In the end the council voted for Athanasius’s position. Contrary to what is sometimes said, it was nearly a unanimous decision, not a close vote. Still, even after that day the debates continued, and for a while in the fourth century it looked as though the Arians were going to emerge victorious after all. But eventually the orthodox position was that of Athanasius. There are three persons in the God- head. They are distinct from each other. But each one is equally God. All three are eternal beings. And they all are of the same substance. This, then, is the doctrine of the Trinity.
It is quite a development from anything found in the New Testament, where there is no explicit statement of anything of the sort. Not even in a document like the Gospel of John, where Jesus is thought of as divine, is there any discussion of three being one in substance. As you might expect, later scribes of the New Testament found this lack disturbing, and so in one place at least they inserted an explicit reference to the Trinity (1 John 5:7–8).9 The Trinity is a later Christian invention, which was based, in the arguments of Athanasius and others, on passages of Scripture but which does not actually appear in any of the books of the New Testament.
Within three hundred years Jesus went from being a Jewish apocalyptic prophet to being God himself, a member of the Trinity. Early Christianity is nothing if not remarkable."

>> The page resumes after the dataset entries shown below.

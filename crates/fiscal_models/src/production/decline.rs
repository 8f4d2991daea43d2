//! Arps decline-curve models.

use serde::{Deserialize, Serialize};

use fiscal_core::math::integrate::adaptive_simpson;
use fiscal_core::types::CurveError;

/// Below this, a hyperbolic b-factor is treated as exactly zero and the
/// exponential closed form is used directly. The hyperbolic expression
/// raises to the power `1/b`, so evaluating it near `b = 0` is a division
/// by (almost) zero in the exponent; the curve families are continuous in
/// `b`, so collapsing to the limit form is exact to within the epsilon.
const EPS_B: f64 = 1e-9;

/// An Arps decline curve with validated parameters.
///
/// Rates are in volume per period (on whatever [`fiscal_core::types::PeriodBasis`]
/// the evaluation declares); `t` is the period index as a float.
///
/// # Variants
///
/// - `Exponential`: `q(t) = qi · e^(−Di·t)`
/// - `Hyperbolic`: `q(t) = qi / (1 + b·Di·t)^(1/b)`, `b ∈ [0, 1]`;
///   `b = 0` degenerates to exponential and `b = 1` to harmonic, both
///   handled through the same expression (no branch, no divide-by-zero;
///   see [`EPS_B`])
/// - `Harmonic`: `q(t) = qi / (1 + Di·t)`
///
/// # Examples
///
/// ```
/// use fiscal_models::production::DeclineCurve;
///
/// let curve = DeclineCurve::exponential(1_000.0, 0.10).unwrap();
/// assert!((curve.rate(0.0) - 1_000.0).abs() < 1e-9);
/// assert!(curve.rate(12.0) < 1_000.0);
///
/// // Invalid parameters are rejected at construction
/// assert!(DeclineCurve::exponential(-1.0, 0.10).is_err());
/// assert!(DeclineCurve::hyperbolic(1_000.0, 0.10, 1.5).is_err());
/// ```
#[derive(Clone, Copy, Debug, PartialEq, Serialize, Deserialize)]
#[serde(tag = "type", rename_all = "snake_case")]
pub enum DeclineCurve {
    /// Constant-percentage decline.
    Exponential {
        /// Initial rate (volume per period)
        qi: f64,
        /// Nominal decline rate per period
        di: f64,
    },
    /// Arps hyperbolic decline with b-factor.
    Hyperbolic {
        /// Initial rate (volume per period)
        qi: f64,
        /// Initial nominal decline rate per period
        di: f64,
        /// Hyperbolic exponent, in [0, 1]
        b: f64,
    },
    /// Harmonic decline (hyperbolic with b = 1).
    Harmonic {
        /// Initial rate (volume per period)
        qi: f64,
        /// Initial nominal decline rate per period
        di: f64,
    },
}

impl DeclineCurve {
    /// Creates a validated exponential decline.
    pub fn exponential(qi: f64, di: f64) -> Result<Self, CurveError> {
        validate_qi_di(qi, di)?;
        Ok(DeclineCurve::Exponential { qi, di })
    }

    /// Creates a validated hyperbolic decline.
    ///
    /// `b` must lie in `[0, 1]`; the endpoints are legal and collapse to the
    /// exponential and harmonic families.
    pub fn hyperbolic(qi: f64, di: f64, b: f64) -> Result<Self, CurveError> {
        validate_qi_di(qi, di)?;
        if !(0.0..=1.0).contains(&b) || !b.is_finite() {
            return Err(CurveError::BFactorOutOfRange { b });
        }
        Ok(DeclineCurve::Hyperbolic { qi, di, b })
    }

    /// Creates a validated harmonic decline.
    pub fn harmonic(qi: f64, di: f64) -> Result<Self, CurveError> {
        validate_qi_di(qi, di)?;
        Ok(DeclineCurve::Harmonic { qi, di })
    }

    /// Initial rate `qi`.
    pub fn initial_rate(&self) -> f64 {
        match *self {
            DeclineCurve::Exponential { qi, .. }
            | DeclineCurve::Hyperbolic { qi, .. }
            | DeclineCurve::Harmonic { qi, .. } => qi,
        }
    }

    /// Initial decline rate `Di` per period.
    pub fn initial_decline(&self) -> f64 {
        match *self {
            DeclineCurve::Exponential { di, .. }
            | DeclineCurve::Hyperbolic { di, .. }
            | DeclineCurve::Harmonic { di, .. } => di,
        }
    }

    /// Rate at time `t` (periods).
    pub fn rate(&self, t: f64) -> f64 {
        match *self {
            DeclineCurve::Exponential { qi, di } => qi * (-di * t).exp(),
            DeclineCurve::Hyperbolic { qi, di, b } => {
                if b < EPS_B {
                    qi * (-di * t).exp()
                } else {
                    qi / (1.0 + b * di * t).powf(1.0 / b)
                }
            }
            DeclineCurve::Harmonic { qi, di } => qi / (1.0 + di * t),
        }
    }

    /// Cumulative volume from time 0 to `t` (periods).
    ///
    /// Closed-form integration where available (exponential, harmonic, and
    /// hyperbolic at the epsilon-collapsed endpoints); adaptive Simpson to
    /// absolute tolerance `tol` for the general hyperbolic case.
    pub fn cumulative_to(&self, t: f64, tol: f64) -> f64 {
        match *self {
            DeclineCurve::Exponential { qi, di } => qi / di * (1.0 - (-di * t).exp()),
            DeclineCurve::Harmonic { qi, di } => qi / di * (1.0 + di * t).ln(),
            DeclineCurve::Hyperbolic { qi, di, b } => {
                if b < EPS_B {
                    qi / di * (1.0 - (-di * t).exp())
                } else if (b - 1.0).abs() < EPS_B {
                    qi / di * (1.0 + di * t).ln()
                } else {
                    adaptive_simpson(|x| self.rate(x), 0.0, t, tol)
                }
            }
        }
    }

    /// Estimated ultimate recovery: cumulative volume from time 0 to the
    /// economic limit `q_limit`, by [`Self::cumulative_to`].
    ///
    /// Returns `None` when the limit is never reached (`q_limit <= 0`).
    pub fn eur_to_limit(&self, q_limit: f64, tol: f64) -> Option<f64> {
        self.time_to_rate(q_limit)
            .map(|t| self.cumulative_to(t, tol))
    }

    /// Time (periods) at which the rate first falls to `q_limit`, or `None`
    /// if `q_limit >= qi` (sub-economic from the start) or `q_limit <= 0`
    /// (never reached).
    pub fn time_to_rate(&self, q_limit: f64) -> Option<f64> {
        if q_limit <= 0.0 {
            return None;
        }
        let qi = self.initial_rate();
        if q_limit >= qi {
            return Some(0.0);
        }
        let ratio = qi / q_limit;
        let t = match *self {
            DeclineCurve::Exponential { di, .. } => ratio.ln() / di,
            DeclineCurve::Harmonic { di, .. } => (ratio - 1.0) / di,
            DeclineCurve::Hyperbolic { di, b, .. } => {
                if b < EPS_B {
                    ratio.ln() / di
                } else {
                    (ratio.powf(b) - 1.0) / (b * di)
                }
            }
        };
        Some(t)
    }
}

fn validate_qi_di(qi: f64, di: f64) -> Result<(), CurveError> {
    if qi <= 0.0 || !qi.is_finite() {
        return Err(CurveError::NonPositiveInitialRate { qi });
    }
    if di <= 0.0 || !di.is_finite() {
        return Err(CurveError::NonPositiveDecline { di });
    }
    Ok(())
}

#[cfg(test)]
mod tests {
    use super::*;
    use approx::assert_relative_eq;
    use proptest::prelude::*;

    #[test]
    fn test_exponential_rate() {
        let c = DeclineCurve::exponential(1000.0, 0.1).unwrap();
        assert_relative_eq!(c.rate(0.0), 1000.0);
        assert_relative_eq!(c.rate(10.0), 1000.0 * (-1.0_f64).exp());
    }

    #[test]
    fn test_hyperbolic_b_zero_matches_exponential() {
        let hyp = DeclineCurve::hyperbolic(1000.0, 0.1, 0.0).unwrap();
        let exp = DeclineCurve::exponential(1000.0, 0.1).unwrap();
        for t in [0.0, 1.0, 5.0, 25.0] {
            assert_relative_eq!(hyp.rate(t), exp.rate(t), epsilon = 1e-9);
        }
    }

    #[test]
    fn test_hyperbolic_b_one_matches_harmonic() {
        let hyp = DeclineCurve::hyperbolic(1000.0, 0.1, 1.0).unwrap();
        let har = DeclineCurve::harmonic(1000.0, 0.1).unwrap();
        for t in [0.0, 1.0, 5.0, 25.0] {
            assert_relative_eq!(hyp.rate(t), har.rate(t), epsilon = 1e-9);
        }
    }

    #[test]
    fn test_invalid_parameters_rejected() {
        assert!(matches!(
            DeclineCurve::exponential(0.0, 0.1),
            Err(CurveError::NonPositiveInitialRate { .. })
        ));
        assert!(matches!(
            DeclineCurve::exponential(1000.0, -0.1),
            Err(CurveError::NonPositiveDecline { .. })
        ));
        assert!(matches!(
            DeclineCurve::hyperbolic(1000.0, 0.1, -0.01),
            Err(CurveError::BFactorOutOfRange { .. })
        ));
        assert!(matches!(
            DeclineCurve::hyperbolic(1000.0, 0.1, 1.01),
            Err(CurveError::BFactorOutOfRange { .. })
        ));
    }

    #[test]
    fn test_time_to_rate_inverts_rate() {
        let curves = [
            DeclineCurve::exponential(1000.0, 0.08).unwrap(),
            DeclineCurve::harmonic(1000.0, 0.08).unwrap(),
            DeclineCurve::hyperbolic(1000.0, 0.08, 0.5).unwrap(),
        ];
        for c in curves {
            let t = c.time_to_rate(50.0).unwrap();
            assert_relative_eq!(c.rate(t), 50.0, epsilon = 1e-6);
        }
    }

    #[test]
    fn test_time_to_rate_edge_cases() {
        let c = DeclineCurve::exponential(100.0, 0.1).unwrap();
        assert_eq!(c.time_to_rate(0.0), None);
        assert_eq!(c.time_to_rate(150.0), Some(0.0));
    }

    #[test]
    fn test_harmonic_cumulative_closed_form() {
        let c = DeclineCurve::harmonic(1000.0, 0.1).unwrap();
        // qi/Di * ln(1 + Di*t)
        assert_relative_eq!(
            c.cumulative_to(10.0, 1e-9),
            10_000.0 * 2.0_f64.ln(),
            epsilon = 1e-6
        );
    }

    proptest! {
        /// Closed-form cumulative equals numerical
        /// integration within a tight tolerance, for all valid exponential
        /// parameters.
        #[test]
        fn prop_exponential_closed_form_matches_quadrature(
            qi in 1.0_f64..50_000.0,
            di in 0.001_f64..0.5,
            t in 0.1_f64..360.0,
        ) {
            let c = DeclineCurve::exponential(qi, di).unwrap();
            let closed = c.cumulative_to(t, 1e-10);
            let numeric = fiscal_core::math::integrate::adaptive_simpson(
                |x| c.rate(x), 0.0, t, 1e-10,
            );
            prop_assert!((closed - numeric).abs() <= 1e-6 * closed.max(1.0));
        }

        /// Hyperbolic rates are positive and non-increasing in t.
        #[test]
        fn prop_hyperbolic_monotone_decline(
            qi in 1.0_f64..50_000.0,
            di in 0.001_f64..0.5,
            b in 0.0_f64..=1.0,
            t in 0.0_f64..240.0,
        ) {
            let c = DeclineCurve::hyperbolic(qi, di, b).unwrap();
            let q0 = c.rate(t);
            let q1 = c.rate(t + 1.0);
            prop_assert!(q0 > 0.0);
            prop_assert!(q1 <= q0 + 1e-12);
        }
    }
}
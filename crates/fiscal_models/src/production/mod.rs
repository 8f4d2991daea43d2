//! Production forecasting: Arps decline curves and the profile builder.
//!
//! This module provides:
//! - [`DeclineCurve`]: exponential / hyperbolic / harmonic rate models with
//!   validated parameters, closed-form or numerical cumulative volumes
//! - [`ProductionProfileBuilder`]: converts decline parameters or an
//!   explicit series into an ordered, economic-limit-truncated
//!   [`ProductionProfile`]
//!
//! # Re-exports
//!
//! - [`DeclineCurve`] from `decline`
//! - [`PeriodKind`], [`ProductionPeriod`], [`ProductionProfile`],
//!   [`ProductionProfileBuilder`], [`Truncation`] from `profile`

mod decline;
mod profile;

pub use decline::DeclineCurve;
pub use profile::{
    PeriodKind, ProductionPeriod, ProductionProfile, ProductionProfileBuilder, Truncation,
};
//! Integration tests for module exports.
//!
//! Verify that all public modules and types are accessible via absolute
//! paths, and that the math layer composes across module boundaries.

/// Test that math modules are accessible via absolute path.
#[test]
fn test_math_module_exports() {
    use fiscal_core::math::integrate::adaptive_simpson;
    use fiscal_core::math::interpolate::LinearInterpolator;
    use fiscal_core::math::solvers::{BrentSolver, SolverConfig};

    let solver = BrentSolver::new(SolverConfig::<f64>::default());
    let root = solver.find_root(|x| x - 1.0, 0.0, 2.0).unwrap();
    assert!((root - 1.0).abs() < 1e-10);

    let interp = LinearInterpolator::<f64>::new(&[0.0, 1.0], &[0.0, 2.0]).unwrap();
    assert!((interp.eval(0.5) - 1.0).abs() < 1e-12);

    let area = adaptive_simpson(|x: f64| x, 0.0, 2.0, 1e-10);
    assert!((area - 2.0).abs() < 1e-9);
}

/// Test that value types are accessible via absolute path.
#[test]
fn test_types_module_exports() {
    use fiscal_core::types::error::{DeckError, EngineError};
    use fiscal_core::types::{PeriodBasis, Product, ProductVolumes, Unit};

    let v = ProductVolumes::new().with(Product::Oil, 10.0);
    assert_eq!(v.get(Product::Oil), 10.0);
    assert_eq!(Unit::Boepd.symbol(), "boepd");
    assert_eq!(PeriodBasis::Annual.periods_per_year(), 1.0);

    let err: EngineError = DeckError::Gap {
        period: 0,
        product: Product::Gas,
    }
    .into();
    assert!(matches!(err, EngineError::PriceDeck(_)));
}

/// Test the audit arena across a realistic derivation chain.
#[test]
fn test_audit_module_exports() {
    use fiscal_core::audit::{AuditTrail, Audited};
    use fiscal_core::types::Unit;

    let mut trail = AuditTrail::new();
    let q = trail.input("volume", 365_000.0, Unit::Mboe, None);
    let p = trail.input("price", 70.0, Unit::UsdPerBbl, None);
    let rev: Audited = trail.derive(
        "gross_revenue = volume * price",
        q.value * p.value / 1e6,
        Unit::UsdMm,
        &[("volume", q.value), ("price", p.value)],
        &[q.id, p.id],
    );

    assert!((rev.value - 25.55).abs() < 1e-9);
    assert_eq!(trail.lineage(rev.id).len(), 3);
}
//! Royalty schedules.

use serde::{Deserialize, Serialize};

use fiscal_core::types::RegimeError;

use super::split::{stairstep_lookup, validate_table};

/// A royalty rate schedule: flat, or a sliding scale keyed off realised
/// price or gross volume.
///
/// The fold evaluates the schedule every period with that period's price and
/// volume; it never assumes the rate is flat.
///
/// # Example
///
/// ```
/// use fiscal_models::regimes::RoyaltySchedule;
///
/// let sched = RoyaltySchedule::SlidingScaleByPrice {
///     table: vec![(0.0, 0.10), (60.0, 0.125), (90.0, 0.15)],
/// };
/// sched.validate().unwrap();
/// assert_eq!(sched.rate_for(55.0, 1_000.0).0, 0.10);
/// assert_eq!(sched.rate_for(70.0, 1_000.0).0, 0.125);
/// ```
#[derive(Clone, Debug, PartialEq, Serialize, Deserialize)]
#[serde(tag = "schedule", rename_all = "snake_case")]
pub enum RoyaltySchedule {
    /// A single rate for every period.
    Flat {
        /// Royalty rate, fraction in [0, 1]
        rate: f64,
    },
    /// Stair-step scale on the period's volume-weighted realised price.
    SlidingScaleByPrice {
        /// Ordered `(price_threshold, rate)` rows
        table: Vec<(f64, f64)>,
    },
    /// Stair-step scale on the period's gross boe volume.
    SlidingScaleByVolume {
        /// Ordered `(volume_threshold_boe, rate)` rows
        table: Vec<(f64, f64)>,
    },
}

impl RoyaltySchedule {
    /// Validates rates and threshold ordering.
    pub fn validate(&self) -> Result<(), RegimeError> {
        match self {
            RoyaltySchedule::Flat { rate } => {
                if !(0.0..=1.0).contains(rate) {
                    return Err(RegimeError::RateOutOfRange {
                        name: "royalty rate",
                        value: *rate,
                    });
                }
                Ok(())
            }
            RoyaltySchedule::SlidingScaleByPrice { table } => {
                validate_table(table, "royalty by price")
            }
            RoyaltySchedule::SlidingScaleByVolume { table } => {
                validate_table(table, "royalty by volume")
            }
        }
    }

    /// Evaluates the schedule for one period, returning the rate and a
    /// short description of how it was selected (for the audit record).
    pub fn rate_for(&self, realised_price: f64, volume_boe: f64) -> (f64, String) {
        match self {
            RoyaltySchedule::Flat { rate } => (*rate, "flat".to_string()),
            RoyaltySchedule::SlidingScaleByPrice { table } => {
                let (rate, bracket) = stairstep_lookup(table, realised_price);
                (
                    rate,
                    format!("price sliding scale bracket {bracket} (price {realised_price})"),
                )
            }
            RoyaltySchedule::SlidingScaleByVolume { table } => {
                let (rate, bracket) = stairstep_lookup(table, volume_boe);
                (
                    rate,
                    format!("volume sliding scale bracket {bracket} (volume {volume_boe})"),
                )
            }
        }
    }
}

#[cfg(test)]
mod tests {
    use super::*;

    #[test]
    fn test_flat_rate() {
        let sched = RoyaltySchedule::Flat { rate: 0.125 };
        sched.validate().unwrap();
        assert_eq!(sched.rate_for(100.0, 1.0).0, 0.125);
    }

    #[test]
    fn test_flat_rate_out_of_range() {
        assert!(RoyaltySchedule::Flat { rate: 1.1 }.validate().is_err());
        assert!(RoyaltySchedule::Flat { rate: -0.1 }.validate().is_err());
    }

    #[test]
    fn test_sliding_by_volume() {
        let sched = RoyaltySchedule::SlidingScaleByVolume {
            table: vec![(0.0, 0.05), (10_000.0, 0.10)],
        };
        sched.validate().unwrap();
        assert_eq!(sched.rate_for(70.0, 9_999.0).0, 0.05);
        assert_eq!(sched.rate_for(70.0, 10_000.0).0, 0.10);
    }

    #[test]
    fn test_selection_described_for_audit() {
        let sched = RoyaltySchedule::SlidingScaleByPrice {
            table: vec![(0.0, 0.10), (60.0, 0.125)],
        };
        let (_, description) = sched.rate_for(70.0, 1.0);
        assert!(description.contains("bracket 1"));
    }

    #[test]
    fn test_non_monotonic_table_rejected() {
        let sched = RoyaltySchedule::SlidingScaleByPrice {
            table: vec![(60.0, 0.10), (60.0, 0.125)],
        };
        assert!(sched.validate().is_err());
    }
}
//! The fiscal state machine: one fold per regime family.
//!
//! [`run_regime`] validates the regime definition, creates a fresh
//! [`FiscalState`](crate::state::FiscalState), and folds the revenue series
//! through the family's step function in strict period order. Dispatch is a
//! flat match on the regime enum; the three families share almost no
//! behaviour, and a closed switch keeps each family's stepping logic
//! auditable in one place.

mod concessionary;
mod psc;
mod service;

use fiscal_core::audit::AuditTrail;
use fiscal_core::types::EngineError;
use fiscal_models::costs::CostStructure;
use fiscal_models::regimes::FiscalRegimeDefinition;

use crate::cashflow::CashFlowPeriod;
use crate::revenue::PeriodRevenue;
use crate::state::FiscalState;

/// Costs attributed to one period of the fold ($mm).
#[derive(Clone, Copy, Debug, Default)]
pub(crate) struct StepCosts {
    /// Total operating cost
    pub opex: f64,
    /// Total capital spend landing this period
    pub capex: f64,
    /// Cost-recoverable spend entering the PSC/service recovery pool
    pub recoverable: f64,
}

impl StepCosts {
    fn for_period(costs: &CostStructure, period: usize) -> Self {
        Self {
            opex: costs.opex_for(period),
            capex: costs.capex_for(period),
            recoverable: costs.recoverable_for(period),
        }
    }
}

/// Runs the full fiscal fold for one regime over a revenue series.
///
/// Periods are processed strictly in order; the state is created fresh here
/// and dropped when the run ends, so concurrent runs can never observe each
/// other. Every period output carries audit records naming the sub-formula
/// and, for split selections, the threshold band used.
pub fn run_regime(
    regime: &FiscalRegimeDefinition,
    revenue: &[PeriodRevenue],
    costs: &CostStructure,
    trail: &mut AuditTrail,
) -> Result<Vec<CashFlowPeriod>, EngineError> {
    regime.validate()?;

    let mut state = FiscalState::new();
    let mut periods = Vec::with_capacity(revenue.len());

    match regime {
        FiscalRegimeDefinition::Concessionary(terms) => {
            let depreciation = concessionary::depreciation_schedule(costs, revenue, terms);
            for (i, rev) in revenue.iter().enumerate() {
                let step_costs = StepCosts::for_period(costs, rev.index);
                let (next, out) = concessionary::step(
                    terms,
                    state,
                    rev,
                    step_costs,
                    depreciation[i],
                    trail,
                );
                state = next;
                periods.push(out);
            }
        }
        FiscalRegimeDefinition::ProductionSharing(terms) => {
            for rev in revenue {
                let step_costs = StepCosts::for_period(costs, rev.index);
                let (next, out) = psc::step(terms, state, rev, step_costs, trail);
                state = next;
                periods.push(out);
            }
        }
        FiscalRegimeDefinition::ServiceContract(terms) => {
            for rev in revenue {
                let step_costs = StepCosts::for_period(costs, rev.index);
                let (next, out) = service::step(terms, state, rev, step_costs, trail);
                state = next;
                periods.push(out);
            }
        }
    }

    Ok(periods)
}
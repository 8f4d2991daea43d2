//! Root-finding solvers.
//!
//! This module provides the bracketing root finder used to extract IRR from a
//! net-cash-flow series. Brent's method was chosen over plain Newton because
//! NPV-vs-rate curves can have near-flat regions where a derivative-based
//! step diverges; a maintained bracket cannot escape the search range.
//!
//! ## Configuration
//!
//! [`SolverConfig`] carries:
//! - `tolerance`: convergence tolerance (default: 1e-10)
//! - `max_iterations`: maximum iteration count (default: 100). This is the
//!   engine's only bounded-time guarantee, so callers with a wall-clock
//!   budget tighten it here.
//!
//! ## Example
//!
//! ```
//! use fiscal_core::math::solvers::{BrentSolver, SolverConfig};
//!
//! // Solve x² - 2 = 0 in bracket [0, 2]
//! let solver = BrentSolver::new(SolverConfig::default());
//! let root = solver.find_root(|x: f64| x * x - 2.0, 0.0, 2.0).unwrap();
//! assert!((root - std::f64::consts::SQRT_2).abs() < 1e-10);
//! ```

mod brent;
mod config;

// Re-export public types at module level
pub use brent::BrentSolver;
pub use config::SolverConfig;
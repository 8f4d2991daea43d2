//! Brent's method root-finding solver.

use super::SolverConfig;
use crate::types::SolverError;
use num_traits::Float;

/// Brent's method root finder.
///
/// Combines bisection, secant, and inverse quadratic interpolation for
/// robust root finding without requiring derivatives. Guaranteed to converge
/// for continuous functions with a valid bracket, which makes it the right
/// backend for IRR extraction: `NPV(r)` is continuous in `r` over the search
/// range, so once a sign change is bracketed the root cannot be lost.
///
/// # Type Parameters
///
/// * `T` - Floating-point type (e.g., `f64`)
///
/// # Algorithm
///
/// Each iteration picks the fastest reliable step:
/// - **Inverse quadratic interpolation** when the three bracketing values
///   are distinct
/// - **Secant step** when only two are
/// - **Bisection** as the fallback whenever an interpolated step would leave
///   the bracket or shrink it too slowly
///
/// # Example
///
/// ```
/// use fiscal_core::math::solvers::{BrentSolver, SolverConfig};
///
/// let solver = BrentSolver::new(SolverConfig::default());
///
/// // Solve x³ - x - 2 = 0 in bracket [1, 2]
/// let f = |x: f64| x * x * x - x - 2.0;
/// let root = solver.find_root(f, 1.0, 2.0).unwrap();
/// assert!(f(root).abs() < 1e-10);
/// ```
#[derive(Debug, Clone)]
pub struct BrentSolver<T: Float> {
    /// Solver configuration
    config: SolverConfig<T>,
}

impl<T: Float> BrentSolver<T> {
    /// Create a new Brent solver with the given configuration.
    pub fn new(config: SolverConfig<T>) -> Self {
        Self { config }
    }

    /// Create a solver with default configuration.
    pub fn with_defaults() -> Self {
        Self {
            config: SolverConfig::default(),
        }
    }

    /// Find a root of `f` in the bracket [a, b].
    ///
    /// Requires that `f(a)` and `f(b)` have opposite signs.
    ///
    /// # Returns
    ///
    /// * `Ok(x)` - Root where `|f(x)| < tolerance`, or the best
    ///   representable root if the bracket collapses to floating-point
    ///   resolution first
    /// * `Err(SolverError::NoBracket)` - `f(a)` and `f(b)` have same sign
    /// * `Err(SolverError::MaxIterationsExceeded)` - Failed to converge
    ///
    /// # Example
    ///
    /// ```
    /// use fiscal_core::math::solvers::{BrentSolver, SolverConfig};
    ///
    /// let solver = BrentSolver::new(SolverConfig::default());
    /// let root = solver.find_root(|x: f64| x * x - 2.0, 0.0, 2.0).unwrap();
    /// assert!((root - std::f64::consts::SQRT_2).abs() < 1e-10);
    /// ```
    pub fn find_root<F>(&self, f: F, a: T, b: T) -> Result<T, SolverError>
    where
        F: Fn(T) -> T,
    {
        let mut a = a;
        let mut b = b;
        let mut fa = f(a);
        let mut fb = f(b);

        // Check for valid bracket
        if fa * fb > T::zero() {
            return Err(SolverError::NoBracket {
                a: a.to_f64().unwrap_or(f64::NAN),
                b: b.to_f64().unwrap_or(f64::NAN),
            });
        }

        // Ensure |f(a)| >= |f(b)| (swap if necessary)
        if fa.abs() < fb.abs() {
            std::mem::swap(&mut a, &mut b);
            std::mem::swap(&mut fa, &mut fb);
        }

        let mut c = a;
        let mut fc = fa;
        let mut d = b - a;
        let mut e = d;

        let two = T::from(2.0).unwrap();
        let three = T::from(3.0).unwrap();

        for _iteration in 0..self.config.max_iterations {
            // Residual convergence: the documented contract
            if fb.abs() < self.config.tolerance {
                return Ok(b);
            }

            let m = (c - b) / two;

            // Bracket collapsed to floating-point resolution around b;
            // no further step can improve the residual
            let width_floor = two * T::epsilon() * b.abs().max(T::one());
            if m.abs() <= width_floor {
                return Ok(b);
            }

            // Decide whether to use interpolation or bisection
            let use_bisection;

            if fa != fc && fb != fc {
                // Inverse quadratic interpolation
                let r = fb / fc;
                let s = fb / fa;
                let t = fa / fc;

                let p = s * (t * (r - t) * (c - b) - (T::one() - r) * (b - a));
                let q = (t - T::one()) * (r - T::one()) * (s - T::one());

                if p.abs() < (three * m * q).abs() / two && p.abs() < (e * q).abs() / two {
                    e = d;
                    d = p / q;
                    use_bisection = false;
                } else {
                    use_bisection = true;
                }
            } else if fb != fa {
                // Secant method
                let s = fb / fa;
                let p = two * m * s;
                let q = T::one() - s;

                if p.abs() < (three * m * q).abs() / two && p.abs() < (e * q).abs() / two {
                    e = d;
                    d = p / q;
                    use_bisection = false;
                } else {
                    use_bisection = true;
                }
            } else {
                use_bisection = true;
            }

            // Apply bisection if interpolation was rejected
            if use_bisection {
                d = m;
                e = m;
            }

            a = b;
            fa = fb;

            if d.abs() > width_floor {
                b = b + d;
            } else {
                // Minimum step, at floating-point resolution so the
                // residual can keep improving on steep slopes
                b = b + if m > T::zero() { width_floor } else { -width_floor };
            }

            fb = f(b);

            // Keep bracket valid: ensure f(b) and f(c) have opposite signs
            if (fb > T::zero() && fc > T::zero()) || (fb < T::zero() && fc < T::zero()) {
                c = a;
                fc = fa;
                d = b - a;
                e = d;
            }

            // Ensure |f(c)| >= |f(b)|
            if fc.abs() < fb.abs() {
                a = b;
                b = c;
                c = a;
                fa = fb;
                fb = fc;
                fc = fa;
            }
        }

        Err(SolverError::MaxIterationsExceeded {
            iterations: self.config.max_iterations,
        })
    }

    /// Returns a reference to the solver configuration.
    pub fn config(&self) -> &SolverConfig<T> {
        &self.config
    }
}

So basically the Council is what made the Holy Spirit part of the Trinity, nowhere else.

I think there is some argument about whether Constantine genuinely "converted", as he was known to continue to worship his (previous) other gods, later. But he DID use the new religion, (which IN NO WAY "was born" at Nicaea, as ANYONE who knew ANYTHING about ALL the arguments and events PRECEDING Nicaea knows), to unify his empire. The arguments concerning the Trinity preceded Nicaea, and went on afterwards. Nicaea did not invent the Trinity. They were more concerned about the "filioque procedit" argument, (how the Son "proceeds" from the Father). They tried to put an end to some of the arguments, but it didn't work. The concept of an "active agent" (ie the "spirit" of God) (proceeding) from the Father is very much present in much older documents, (but not as a "person").

Actually, I think the "filioque procedit" argument was much later. It was what precipitated the split between the Roman Catholics and the Eastern Orthodox, which wasn't until 700 years or so after Nicea (although they had been arguing about other things for centuries -- this was just the "last straw"). The question was whether the Holy Spirit "proceeded" from the Father alone (Eastern Orthodox) or from the Father and the Son (Roman Catholic). You wouldn't think such a small thing would provoke a schism, but like I said, there was a lot of "history".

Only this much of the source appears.